Posted by Sam Benson | December 23, 2013
Supposed evidence that smoking marijuana as a teen makes you dumber as an adult is bogus, according to research published in January.
A study which appeared online in the Proceedings of the National Academy of Sciencescriticized earlier findings that heavy cannabis use while young causes IQ to drop over time, reported Tracy Miller at the New York Daily News.
The study, performed by research economist Ole Rogeberg at the Ragnar Frisch Center for Economic Research in Norway, found that an earlier study, published in August 2012 by a team at Duke University, failed to take into consideration the effects of poverty on IQ scores.
“The question reminds me of something adults say when kids make weird faces: ‘Careful, or your face will stay that way,’ ” Rogeberg said. “It is certainly possible that in the long term, heavy cannabis use has a permanent effect or persistent effects on the brain. But to find out what these changes are and what they mean is not easy.
“We can’t just look at the short-term effects and assume that these gradually become fixed and permanent over time,” Rogeberg said.
Rogeberg’s team used computer modeling to show that the Duke University research failed to show a causal relationship between pot smoking and IQ. The Duke team had found that teenagers who used marijuana weekly and continued to smoke into adulthood lost an average of eight IQ points by the time they were 38, even if they stopped smoking weed during that time.

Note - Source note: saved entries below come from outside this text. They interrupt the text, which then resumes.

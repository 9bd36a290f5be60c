//! Full 6-DoF pose over a grid of plausible plate cameras.
//!
//! For each focal length and plate format the intrinsics follow from the
//! image size; EPnP inside RANSAC gives an initial pose and an inlier set,
//! Levenberg-Marquardt refines the pose on the inliers, and the trial with
//! the most inliers and then the lowest mean reprojection error wins.

use std::cmp::Ordering;

use log::{debug, info, warn};
use vantage_core::{
    BrownConrady5, Camera, Correspondence, DistortionModel, FxFyCxCySkew, IntrinsicsModel, Iso3,
    Pinhole, PinholeCamera, Pt2, Pt3, Real, ReprojectionStats,
};
use vantage_linear::{camera_center, epnp_ransac, PnpSolver, EPNP_RANSAC_SAMPLES};
use vantage_optim::{refine_pose, reprojection_errors};

use crate::config::PerspectiveSearchOptions;
use crate::pose::IntrinsicsTrial;
use crate::PoseError;

#[derive(Debug, Clone)]
pub struct PerspectiveOutcome {
    /// `T_C_W`.
    pub pose: Iso3,
    pub position: Pt3,
    pub camera: PinholeCamera,
    pub focal_mm: Real,
    pub sensor_mm: (Real, Real),
    pub image_size: (Real, Real),
    /// Mean reprojection error over the inliers.
    pub mean_error: Real,
    /// Control points that support `pose`.
    pub inliers: Vec<bool>,
    pub trials: Vec<IntrinsicsTrial>,
}

fn undistort_pixels(camera: &PinholeCamera, pixels: &[Pt2]) -> Vec<Pt2> {
    if camera.dist.is_zero() {
        return pixels.to_vec();
    }
    pixels
        .iter()
        .map(|px| {
            let n = camera.k.pixel_to_normalized(px);
            let u = camera.dist.undistort(&n.coords);
            camera.k.normalized_to_pixel(&Pt2::from(u))
        })
        .collect()
}

struct TrialFit {
    pose: Iso3,
    mean: Real,
    inliers: Vec<bool>,
}

impl TrialFit {
    fn inlier_count(&self) -> usize {
        self.inliers.iter().filter(|&&m| m).count()
    }

    /// More inliers first, then lower mean error.
    fn beats(&self, other: &TrialFit) -> bool {
        match self.inlier_count().cmp(&other.inlier_count()) {
            Ordering::Greater => true,
            Ordering::Less => false,
            Ordering::Equal => self.mean < other.mean,
        }
    }
}

fn select<T: Copy>(items: &[T], mask: &[bool]) -> Vec<T> {
    items
        .iter()
        .zip(mask)
        .filter(|(_, &m)| m)
        .map(|(x, _)| *x)
        .collect()
}

fn solve_trial(
    world: &[Pt3],
    pixels: &[Pt2],
    camera: &PinholeCamera,
    opts: &PerspectiveSearchOptions,
) -> Result<TrialFit, String> {
    let undistorted = undistort_pixels(camera, pixels);
    let (initial, inliers) = if world.len() >= EPNP_RANSAC_SAMPLES {
        epnp_ransac(world, &undistorted, &camera.k, &opts.ransac)
            .map_err(|e| format!("robust EPnP failed: {e}"))?
    } else {
        let pose = PnpSolver::epnp_centered(world, &undistorted, &camera.k)
            .map_err(|e| format!("EPnP failed: {e}"))?;
        (pose, vec![true; world.len()])
    };
    let (world_in, pixels_in) = (select(world, &inliers), select(pixels, &inliers));

    match refine_pose(&world_in, &pixels_in, camera, &initial, &opts.refine) {
        Ok(report) => {
            if !report.converged {
                debug!("pose refinement stopped early ({} evaluations)", report.evaluations);
            }
            Ok(TrialFit {
                pose: report.pose,
                mean: report.stats.mean,
                inliers,
            })
        }
        Err(e) => {
            warn!("pose refinement failed, keeping EPnP pose: {e}");
            let errors = reprojection_errors(&world_in, &pixels_in, camera, &initial);
            let stats = ReprojectionStats::from_errors(&errors)
                .ok_or_else(|| "no reprojection errors".to_string())?;
            Ok(TrialFit {
                pose: initial,
                mean: stats.mean,
                inliers,
            })
        }
    }
}

/// Try every intrinsics combination and keep the best-supported pose.
///
/// Trials are ranked by inlier count, then by mean reprojection error over
/// their inliers. `image_size` defaults to the largest observed pixel
/// coordinates.
pub fn perspective_search(
    correspondences: &[Correspondence],
    image_size: Option<(Real, Real)>,
    opts: &PerspectiveSearchOptions,
) -> Result<PerspectiveOutcome, PoseError> {
    PoseError::require_correspondences(correspondences.len())?;
    if opts.focal_lengths_mm.is_empty() || opts.sensor_sizes_mm.is_empty() {
        return Err(PoseError::InvalidConfig(
            "perspective search needs at least one focal length and plate size".into(),
        ));
    }

    let image_size =
        image_size.unwrap_or_else(|| vantage_linear::inferred_image_size(correspondences));
    let world: Vec<Pt3> = correspondences.iter().map(|c| c.world).collect();
    let pixels: Vec<Pt2> = correspondences.iter().map(|c| c.pixel).collect();
    let distortion = BrownConrady5::from_coefficients(opts.distortion);

    let mut trials = Vec::new();
    let mut best: Option<(TrialFit, PinholeCamera, Real, (Real, Real))> = None;
    for &focal_mm in &opts.focal_lengths_mm {
        for &sensor_mm in &opts.sensor_sizes_mm {
            let k = FxFyCxCySkew::from_physical(focal_mm, sensor_mm, image_size);
            let mut trial = IntrinsicsTrial {
                focal_mm,
                sensor_mm,
                mean_error: None,
                inlier_count: 0,
            };
            if !k.is_valid() {
                warn!(
                    "skipping {focal_mm} mm on {sensor_mm:?} mm: invalid intrinsics for image {:?}",
                    image_size
                );
                trials.push(trial);
                continue;
            }
            let camera: PinholeCamera = Camera::new(Pinhole, distortion, k);
            match solve_trial(&world, &pixels, &camera, opts) {
                Ok(fit) if fit.mean.is_finite() => {
                    debug!(
                        "{focal_mm} mm on {sensor_mm:?} mm: {} inliers, mean error {:.3} px",
                        fit.inlier_count(),
                        fit.mean
                    );
                    trial.mean_error = Some(fit.mean);
                    trial.inlier_count = fit.inlier_count();
                    if best.as_ref().map_or(true, |(b, ..)| fit.beats(b)) {
                        best = Some((fit, camera, focal_mm, sensor_mm));
                    }
                }
                Ok(_) => warn!("{focal_mm} mm on {sensor_mm:?} mm: non-finite error"),
                Err(e) => warn!("{focal_mm} mm on {sensor_mm:?} mm: {e}"),
            }
            trials.push(trial);
        }
    }

    let (fit, camera, focal_mm, sensor_mm) = best.ok_or_else(|| {
        PoseError::NoViablePose(format!("all {} intrinsics trials failed", trials.len()))
    })?;
    let position = camera_center(&fit.pose);
    info!(
        "perspective search: {focal_mm} mm on {sensor_mm:?} mm, {} of {} inliers, \
         mean error {:.3} px, origin ({:.2}, {:.2}, {:.2})",
        fit.inlier_count(),
        world.len(),
        fit.mean,
        position.x,
        position.y,
        position.z
    );
    Ok(PerspectiveOutcome {
        pose: fit.pose,
        position,
        camera,
        focal_mm,
        sensor_mm,
        image_size,
        mean_error: fit.mean,
        inliers: fit.inliers,
        trials,
    })
}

“Recent research indicates that IQ and brainpower are kind of like muscular strength: strengthened if it is regularly challenged,” Rogeberg said, reports Health Daily. “IQ is strengthened or sustained by taking education, studying hard, spending time with smart, challenging people, doing demanding work in our jobs.”
“Some kids, unfortunately, are burdened with a poor home environment, poor self-control and conduct problems,” Rogeberg said. “These kids are likely to gradually shift away from the kinds of activities and environments that would exercise their IQs.”
Meanwhile, the research team behind the earlier study huffily defended their flawed data.
“While Dr. Rogeberg’s ideas are interesting,” condescended Duke University researchers Terrie Moffitt, Avshalom Caspi and Madeline Meier in a statement, “they are not supported by our data.”